Long Term Thinking: Parkinson’s
In the latest in our series on improving care for people with long-term health conditions, Dods Impact and AbbVie explore the vital need to end the Postcode Lottery for people with Parkinson’s
Parkinson’s is the fastest-growing neurological condition in the world. It affects the nervous system, making it difficult to control movement or maintain balance and coordination. However, treatments and services available to those living with the condition will often depend on where they live. Experts, MPs, and health providers are now calling for urgent government action to end the postcode lottery that the UK’s 145,000 Parkinson’s patients often experience, particularly when it comes to accessing specialist care. Sam Freeman Carney from Parkinson’s UK has heard many stories from Parkinson’s patients about the difficulty in accessing care.
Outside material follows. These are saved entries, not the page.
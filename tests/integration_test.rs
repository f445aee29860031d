//! Integration tests for hoplite.
//!
//! Exercise the full pipeline: export parsing, index construction,
//! candidate ingestion, tiered detection, analyses, and report output.

#![allow(clippy::unwrap_used, clippy::expect_used, clippy::panic)]

use hoplite::analysis::TagSchema;
use hoplite::deck::{FieldMap, build_from_export, index_export};
use hoplite::detect::{CandidateCard, WarningLevel, analyze_candidates, analyze_deck_internal};
use hoplite::io::{COLUMNS, parse_candidates, render_summary, write_report, write_report_file};
use hoplite::lemma::{LemmaBackend, LemmaProvider};
use hoplite::lint::{LintOptions, lint_candidates};
use hoplite::stopwords::StopWords;
use hoplite::{Error, Result};

const EXPORT: &str = "\
#separator:tab\n\
#guid column:1\n\
#notetype column:2\n\
#deck column:3\n\
#tags column:6\n\
note1\tBasic\tUnified Greek\tλύω\tI loose\tverb\n\
note2\tBasic\tUnified Greek\tκαί\tand\tparticle\n\
note3\tBasic\tUnified Greek\tλέγω\tI say\tverb\n\
note4\tBasic\tUnified Greek\tἀγρός\tfield\tnoun\n";

const CANDIDATES: &str = "\
front,back,tags\n\
λύω,I loose,verb\n\
λύεις,you loose,verb\n\
πεδίον,field,noun\n\
νέος,new,adjective\n";

/// Lemma table covering the paradigm the fixtures use.
struct ParadigmBackend;

impl LemmaBackend for ParadigmBackend {
    fn lemmatize(&self, token: &str) -> Result<Option<String>> {
        Ok(match token {
            "λύω" | "λύεις" | "ἔλυσα" => Some("λύω".to_string()),
            _ => None,
        })
    }

    fn name(&self) -> &'static str {
        "paradigm"
    }
}

/// Backend that fails on every call.
struct BrokenBackend;

impl LemmaBackend for BrokenBackend {
    fn lemmatize(&self, _token: &str) -> Result<Option<String>> {
        Err(Error::OperationFailed {
            operation: "lemmatize".to_string(),
            cause: "model resources missing".to_string(),
        })
    }

    fn name(&self) -> &'static str {
        "broken"
    }
}

fn provider() -> LemmaProvider {
    LemmaProvider::new().with_backend(Box::new(ParadigmBackend))
}

#[test]
fn test_error_types() {
    let err = Error::InvalidInput("test message".to_string());
    let display = format!("{err}");
    assert!(display.contains("invalid input"));
    assert!(display.contains("test message"));

    let err = Error::OperationFailed {
        operation: "read".to_string(),
        cause: "file not found".to_string(),
    };
    let display = format!("{err}");
    assert!(display.contains("read"));
    assert!(display.contains("file not found"));
}

#[test]
fn test_export_to_detection_tiers() {
    let lemmas = provider();
    let deck = index_export(EXPORT, &FieldMap::default(), Some(&lemmas));
    let candidates = parse_candidates(CANDIDATES).unwrap();

    let results = analyze_candidates(&candidates, &deck, &lemmas);
    assert_eq!(results.len(), 4);

    assert_eq!(results[0].warning_level, WarningLevel::High);
    assert_eq!(results[0].match_reason.as_str(), "exact-greek-match");
    assert!(results[0].matched_note_ids.contains("note1"));

    assert_eq!(results[1].warning_level, WarningLevel::Medium);
    assert_eq!(results[1].match_reason.as_str(), "lemma-match");

    assert_eq!(results[2].warning_level, WarningLevel::Low);
    assert_eq!(results[2].match_reason.as_str(), "english-gloss-match");
    assert!(results[2].matched_note_ids.contains("note4"));

    assert_eq!(results[3].warning_level, WarningLevel::None);
    assert_eq!(results[3].match_reason.as_str(), "no-match");
    assert_eq!(results[3].matched_note_ids, "");
}

#[test]
fn test_end_to_end_through_files() {
    let dir = tempfile::tempdir().unwrap();
    let export_path = dir.path().join("export.txt");
    let report_path = dir.path().join("out").join("report.csv");
    std::fs::write(&export_path, EXPORT).unwrap();

    let lemmas = provider();
    let deck = build_from_export(&export_path, &FieldMap::default(), Some(&lemmas));
    assert_eq!(deck.len(), 4);

    let candidates = parse_candidates(CANDIDATES).unwrap();
    let reports = lint_candidates(
        &candidates,
        &deck,
        &lemmas,
        &StopWords::empty(),
        &LintOptions::default(),
    );

    write_report_file(&report_path, &reports).unwrap();

    let written = std::fs::read_to_string(&report_path).unwrap();
    let mut reader = csv::Reader::from_reader(written.as_bytes());
    assert_eq!(reader.headers().unwrap().len(), COLUMNS.len());

    let rows: Vec<csv::StringRecord> = reader.records().map(|r| r.unwrap()).collect();
    assert_eq!(rows.len(), 4);
    assert_eq!(&rows[0][5], "high");
    assert_eq!(&rows[1][5], "medium");
    assert_eq!(&rows[2][5], "low");
    assert_eq!(&rows[3][5], "none");
}

#[test]
fn test_broken_backend_never_escapes() {
    let lemmas = LemmaProvider::new().with_backend(Box::new(BrokenBackend));
    let deck = index_export(EXPORT, &FieldMap::default(), Some(&lemmas));
    let candidates = parse_candidates(CANDIDATES).unwrap();

    // Every candidate still produces a deterministic result.
    let results = analyze_candidates(&candidates, &deck, &lemmas);
    assert_eq!(results.len(), 4);

    // Exact and gloss tiers are untouched by lemma fallback.
    assert_eq!(results[0].warning_level, WarningLevel::High);
    assert_eq!(results[2].warning_level, WarningLevel::Low);

    // The lemma tier degrades: λύεις no longer reduces to λύω, but the
    // fallback self-lemma is still recorded.
    assert_eq!(results[1].lemma, "λυεισ");
    assert_eq!(lemmas.backend_name(), "fallback");
}

#[test]
fn test_empty_deck_is_valid_starting_state() {
    let lemmas = provider();
    let deck = build_from_export(
        std::path::Path::new("/nonexistent/export.txt"),
        &FieldMap::default(),
        Some(&lemmas),
    );
    assert!(deck.is_empty());

    let candidates = parse_candidates(CANDIDATES).unwrap();
    let results = analyze_candidates(&candidates, &deck, &lemmas);
    for result in &results {
        assert_eq!(result.warning_level, WarningLevel::None);
        assert_eq!(result.matched_note_ids, "");
    }
}

#[test]
fn test_deck_self_check_finds_planted_duplicate() {
    let export_with_dup = format!(
        "{EXPORT}note5\tBasic\tUnified Greek\tΛύω\tI loose again\tverb\n"
    );
    let lemmas = provider();
    let deck = index_export(&export_with_dup, &FieldMap::default(), Some(&lemmas));

    let duplicates = analyze_deck_internal(&deck, &lemmas);
    // note1 and note5 collide (case-insensitively); nobody reports itself.
    assert_eq!(duplicates.len(), 2);
    for dup in &duplicates {
        assert_eq!(dup.warning_level, WarningLevel::High);
        assert_eq!(dup.matched_note_ids.matches(',').count(), 0);
    }
}

#[test]
fn test_full_feature_lint_report() {
    let lemmas = provider();
    let deck = index_export(EXPORT, &FieldMap::default(), Some(&lemmas));
    let stopwords = StopWords::from_words(["ὁ", "καί", "πρός", "τόν"]);

    let candidates = vec![
        CandidateCard::new("ὁ ἄνθρωπος βαίνει πρὸς τὸν ἀγρόν", "the man walks to the field", "verb chapter3"),
        CandidateCard::new("ὁ ἄνθρωπος {{c1::βαίνει}} πρὸς τὸν ἀγρόν", "the man walks to the field", "verb"),
    ];

    let options = LintOptions {
        tag_schema: Some(TagSchema::from_parts(&["verb", "noun"], &["chapter3"], vec![])),
        check_cloze: true,
        check_context: true,
        recommend_cloze: true,
        auto_tag: false,
        skip_self_check: false,
    };
    let reports = lint_candidates(&candidates, &deck, &lemmas, &stopwords, &options);

    let first = &reports[0];
    let tag_analysis = first.tags.as_ref().unwrap();
    assert_eq!(tag_analysis.kept, vec!["verb"]);
    assert_eq!(tag_analysis.deleted, vec!["chapter3"]);
    assert!(first.context.as_ref().is_some_and(|c| c.token_count >= 5));
    assert!(first.recommendation.as_ref().unwrap().should_cloze);

    let second = &reports[1];
    let cloze = second.cloze.as_ref().unwrap();
    assert!(cloze.is_cloze);
    assert_eq!(cloze.cloze_tokens, 1);
    assert!(!second.recommendation.as_ref().unwrap().should_cloze);

    let summary = render_summary(&reports);
    assert!(summary.contains("Tag Hygiene Summary:"));
    assert!(summary.contains("Cloze Validation Summary:"));
    assert!(summary.contains("Context Analysis Summary:"));
    assert!(summary.contains("Cloze Recommendation Summary:"));
    assert!(summary.contains("Duplicate Detection Summary:"));

    let mut buffer = Vec::new();
    write_report(&mut buffer, &reports).unwrap();
    let text = String::from_utf8(buffer).unwrap();
    assert!(text.lines().count() >= 3);
}

#[test]
fn test_lemma_cache_persists_between_runs() {
    let dir = tempfile::tempdir().unwrap();
    let cache_path = dir.path().join("cache").join("lemma_cache.json");

    // First run: backend resolves and the cache is saved.
    let lemmas = LemmaProvider::new()
        .with_backend(Box::new(ParadigmBackend))
        .with_cache_path(&cache_path);
    let deck = index_export(EXPORT, &FieldMap::default(), Some(&lemmas));
    assert!(!deck.is_empty());
    // Resolve the inflected form too, so the cache covers it.
    assert_eq!(lemmas.lemmatize_token("λύεις"), "λυω");
    lemmas.save_cache();
    assert!(cache_path.exists());

    // Second run: no backend, cache alone reproduces the lemma tier.
    let cached = LemmaProvider::new().with_cache_path(&cache_path);
    let deck2 = index_export(EXPORT, &FieldMap::default(), Some(&cached));
    let results = analyze_candidates(
        &[CandidateCard::new("λύεις", "you loose", "")],
        &deck2,
        &cached,
    );
    assert_eq!(results[0].warning_level, WarningLevel::Medium);
}
//! Reference deck: export parsing and lookup index.

mod export;
mod index;

pub use export::{FieldDefaults, FieldMap, FieldOverride, build_from_export, clean_field_text, index_export};
pub use index::{DeckIndex, NoteEntry, NoteId, gloss_key};
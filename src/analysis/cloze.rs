//! Cloze quality validation.
//!
//! Parses Anki cloze syntax (`{{c1::word}}`, `{{c1::word::hint}}`) and
//! scores each cloze card on context token count, deletion density, and
//! content-word density.

// Static patterns are guaranteed to compile, so expect() is safe here.
#![allow(clippy::expect_used)]

use crate::normalize::{is_pure_punctuation, normalize_for_match, normalize_nfc};
use crate::stopwords::StopWords;
use once_cell::sync::Lazy;
use regex::Regex;

static CLOZE_RE: Lazy<Regex> = Lazy::new(|| {
    Regex::new(r"\{\{c(\d+)::([^:}]+?)(?:::([^}]+?))?\}\}").expect("static regex: cloze syntax")
});
static HTML_TAG_RE: Lazy<Regex> =
    Lazy::new(|| Regex::new(r"<[^>]+>").expect("static regex: inline HTML tag"));
static SOUND_RE: Lazy<Regex> =
    Lazy::new(|| Regex::new(r"\[sound:[^\]]+\]").expect("static regex: sound reference"));

/// A single cloze deletion segment.
#[derive(Debug, Clone, PartialEq, Eq)]
pub struct ClozeSegment {
    /// Deletion number (the `1` in `{{c1::...}}`).
    pub number: u32,
    /// Text inside the deletion, before any hint.
    pub content: String,
    /// Hint text after `::`, or empty.
    pub hint: String,
}

/// Parsed cloze structure of a field.
#[derive(Debug, Clone)]
pub struct ClozeParse {
    /// Whether any cloze deletion was found.
    pub is_cloze: bool,
    /// Deletions in order of appearance.
    pub segments: Vec<ClozeSegment>,
    /// Text outside the deletions, markup stripped.
    pub context_text: String,
}

/// Quality classification for a cloze card.
#[derive(Debug, Clone, Copy, PartialEq, Eq)]
pub enum ClozeQuality {
    /// Ample context, modest deletion, substantive words.
    Excellent,
    /// Enough context to anchor recall.
    Good,
    /// Usable but thin.
    Weak,
    /// Little or no usable context.
    Poor,
    /// Not a cloze card.
    NotApplicable,
}

impl ClozeQuality {
    /// Returns the quality as its report string.
    #[must_use]
    pub const fn as_str(self) -> &'static str {
        match self {
            Self::Excellent => "excellent",
            Self::Good => "good",
            Self::Weak => "weak",
            Self::Poor => "poor",
            Self::NotApplicable => "n/a",
        }
    }
}

impl std::fmt::Display for ClozeQuality {
    fn fmt(&self, f: &mut std::fmt::Formatter<'_>) -> std::fmt::Result {
        f.write_str(self.as_str())
    }
}

/// Complete cloze analysis for a single card.
#[derive(Debug, Clone)]
pub struct ClozeAnalysis {
    /// Whether the card contains cloze deletions.
    pub is_cloze: bool,
    /// All Greek tokens in the field.
    pub total_tokens: usize,
    /// Greek tokens outside the deletions.
    pub context_tokens: usize,
    /// Greek tokens inside the deletions.
    pub cloze_tokens: usize,
    /// Fraction of tokens deleted (0.0–1.0).
    pub deletion_ratio: f64,
    /// Stop words among the context tokens.
    pub context_stop_words: usize,
    /// Content words among the context tokens.
    pub context_content_words: usize,
    /// Content words over all context words (0.0–1.0).
    pub content_word_density: f64,
    /// Quality classification.
    pub quality: ClozeQuality,
    /// Reason codes explaining a weak/poor classification.
    pub reasons: Vec<&'static str>,
}

/// Parses cloze syntax from a field, stripping HTML and sound markup
/// first.
#[must_use]
pub fn parse_cloze(text: &str) -> ClozeParse {
    if text.is_empty() {
        return ClozeParse {
            is_cloze: false,
            segments: Vec::new(),
            context_text: String::new(),
        };
    }

    let cleaned = SOUND_RE.replace_all(text, "");
    let cleaned = HTML_TAG_RE.replace_all(&cleaned, "");

    let segments: Vec<ClozeSegment> = CLOZE_RE
        .captures_iter(&cleaned)
        .map(|caps| ClozeSegment {
            number: caps
                .get(1)
                .and_then(|m| m.as_str().parse().ok())
                .unwrap_or(0),
            content: caps.get(2).map_or("", |m| m.as_str()).trim().to_string(),
            hint: caps.get(3).map_or("", |m| m.as_str()).trim().to_string(),
        })
        .collect();

    let context_text = CLOZE_RE.replace_all(&cleaned, "").to_string();
    let is_cloze = !segments.is_empty();

    ClozeParse {
        is_cloze,
        segments,
        context_text,
    }
}

/// Tokenizes Greek text: NFC, markup stripped, whitespace split,
/// pure-punctuation tokens dropped.
#[must_use]
pub fn tokenize_greek(text: &str) -> Vec<String> {
    if text.is_empty() {
        return Vec::new();
    }
    let t = normalize_nfc(text);
    let t = SOUND_RE.replace_all(&t, "");
    let t = HTML_TAG_RE.replace_all(&t, "");
    t.split_whitespace()
        .filter(|tok| !is_pure_punctuation(tok))
        .map(ToString::to_string)
        .collect()
}

/// Counts stop words vs content words, normalizing each token first.
#[must_use]
pub fn count_stop_words(tokens: &[String], stopwords: &StopWords) -> (usize, usize) {
    let mut stop = 0;
    let mut content = 0;
    for token in tokens {
        if stopwords.is_stop_word(&normalize_for_match(token)) {
            stop += 1;
        } else {
            content += 1;
        }
    }
    (stop, content)
}

/// Classifies cloze quality from the three metrics.
///
/// Thresholds: excellent needs ≥5 context tokens, ≤50% deletion, and
/// ≥0.40 content density; good needs ≥3, ≤60%, ≥0.30; weak needs ≥2
/// context tokens or ≥1 with ≤80% deletion; everything else is poor.
#[must_use]
pub fn classify_quality(
    context_tokens: usize,
    deletion_ratio: f64,
    content_density: f64,
) -> (ClozeQuality, Vec<&'static str>) {
    if context_tokens >= 5 && deletion_ratio <= 0.50 && content_density >= 0.40 {
        return (ClozeQuality::Excellent, Vec::new());
    }

    if context_tokens >= 3 && deletion_ratio <= 0.60 && content_density >= 0.30 {
        return (ClozeQuality::Good, Vec::new());
    }

    if context_tokens >= 2 || (context_tokens >= 1 && deletion_ratio <= 0.80) {
        let mut reasons = Vec::new();
        if context_tokens < 3 {
            reasons.push("low_context");
        }
        if deletion_ratio > 0.50 {
            reasons.push("high_deletion");
        }
        if content_density < 0.30 {
            reasons.push("low_content_density");
        }
        return (ClozeQuality::Weak, reasons);
    }

    let mut reasons = Vec::new();
    if context_tokens == 0 {
        reasons.push("no_context");
    } else if context_tokens == 1 {
        reasons.push("minimal_context");
    }
    if deletion_ratio > 0.80 {
        reasons.push("very_high_deletion");
    }
    if content_density == 0.0 && context_tokens > 0 {
        reasons.push("all_stop_words");
    }
    (ClozeQuality::Poor, reasons)
}

/// Analyzes a single card's cloze quality.
///
/// Non-cloze cards report `n/a` with zeroed metrics.
#[must_use]
#[allow(clippy::cast_precision_loss)] // Token counts are tiny
pub fn analyze_cloze_card(front: &str, stopwords: &StopWords) -> ClozeAnalysis {
    let parse = parse_cloze(front);

    if !parse.is_cloze {
        return ClozeAnalysis {
            is_cloze: false,
            total_tokens: 0,
            context_tokens: 0,
            cloze_tokens: 0,
            deletion_ratio: 0.0,
            context_stop_words: 0,
            context_content_words: 0,
            content_word_density: 0.0,
            quality: ClozeQuality::NotApplicable,
            reasons: Vec::new(),
        };
    }

    let context_token_list = tokenize_greek(&parse.context_text);
    let cloze_token_count: usize = parse
        .segments
        .iter()
        .map(|s| tokenize_greek(&s.content).len())
        .sum();

    let context_tokens = context_token_list.len();
    let total_tokens = context_tokens + cloze_token_count;
    let deletion_ratio = if total_tokens > 0 {
        cloze_token_count as f64 / total_tokens as f64
    } else {
        0.0
    };

    let (stop, content) = count_stop_words(&context_token_list, stopwords);
    let counted = stop + content;
    let content_word_density = if counted > 0 {
        content as f64 / counted as f64
    } else {
        0.0
    };

    let (quality, reasons) = classify_quality(context_tokens, deletion_ratio, content_word_density);

    ClozeAnalysis {
        is_cloze: true,
        total_tokens,
        context_tokens,
        cloze_tokens: cloze_token_count,
        deletion_ratio,
        context_stop_words: stop,
        context_content_words: content,
        content_word_density,
        quality,
        reasons,
    }
}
“Our most recent audit of Parkinson’s services found two-thirds of people could access occupational therapy in the West Midlands, whereas only one-third could in the South West,” he tells us. “This postcode lottery is unfair. The planned changes to the NHS over the next few months mean that Integrated Care Systems will need to urgently prioritise tackling gaps in access to all aspects of Parkinson’s care.” The critical need to improve care pathways was also highlighted by the recent pandemic which severely disrupted diagnosis and treatment for those living with the condition. Labour MP Mary Glindon co-chairs the Parkinson’s APPG. She shared her concerns about the impact of recent lockdowns on those living with Parkinson’s with us.
“The pandemic has had a devastating impact on people currently living with Parkinson’s in England” –Mary Glindon MP
“The pandemic has had a devastating impact on people currently living with Parkinson’s in England,” she explains. “Social isolation and the closure of local gyms and support groups combined with cancelled healthcare appointments had a huge impact on the Parkinson’s community. Alongside medication, many people previously relied on these engagements to support them to stay well and manage the physical and mental symptoms of their condition.” Key advocacy groups echo Glindon’s concerns about the way in which Covid lockdowns impacted on Parkinson’s patients and their carers.
“The pandemic hit people hard, but it’s been catastrophic for people with Parkinson’s,” Sam Freeman Carney tells us. “Over 80% of people we surveyed last year said they experienced worsening fatigue (86%), stiffness (83%), and slowness of movement (88%). We are also alarmed by how many people have told us that their mental health symptoms deteriorated at a rate much faster than we would naturally expect in two years.” A new report by health research body Carnell Farrar, commissioned and funded by major biopharmaceutical company AbbVie has now quantified the devastating impact that the pandemic had on people living with Parkinson’s. The report found that neurology referrals decreased significantly during the first wave of Covid-19, dropping to around 20% of pre-pandemic levels with elective admissions plummeting by an astonishing 89%. As the NHS recovers following the pandemic, experts are now calling for action to address the shortfall in care that many have experienced during the last 2 years. This will ensure that people living with Parkinson’s can access the specialist care that they need wherever they live. Todd Manning, UK General Manager at AbbVie shares Freeman Carney’s view that addressing regional inequalities is critical to providing consistent and high-quality Parkinson’s care. “Parkinson’s is a hugely debilitating condition,” he explains. “Levelling the playing field when it comes to accessing treatments and innovative forms of community support could radically improve the lives of those living with the condition. However, for this to happen patients in every part of the UK need to have the same access to treatments, ending the postcode lottery that those living with Parkinson’s currently face.” The critically important role that community-based and self-management approaches can play was highlighted in AbbVie’s recently commissioned research. That analysis suggests that, if we improve support for community disease management, we could reduce unplanned admissions by almost 4,000 and slash bed days by up to 34,000 each year. This would be good news for the NHS and would benefit patients who would be supported to live healthier lives in the community. Mary Glindon agrees that as the NHS resets after Covid there is now an opportunity to focus on new approaches to prioritise care for those with the condition wherever they live. It is an opportunity that she does not want government to miss.
“I echo Parkinson’s UK’s call to the UK Government to ensure that Parkinson’s services are prioritised as we emerge from the pandemic,” she tells us. “The APPG on Parkinson’s is proud to be supporting Parkinson’s UK in urging the Government to improve health and care services for people with Parkinson’s. This will enable people with Parkinson’s to get the vital care they need to feel confident about managing their condition.”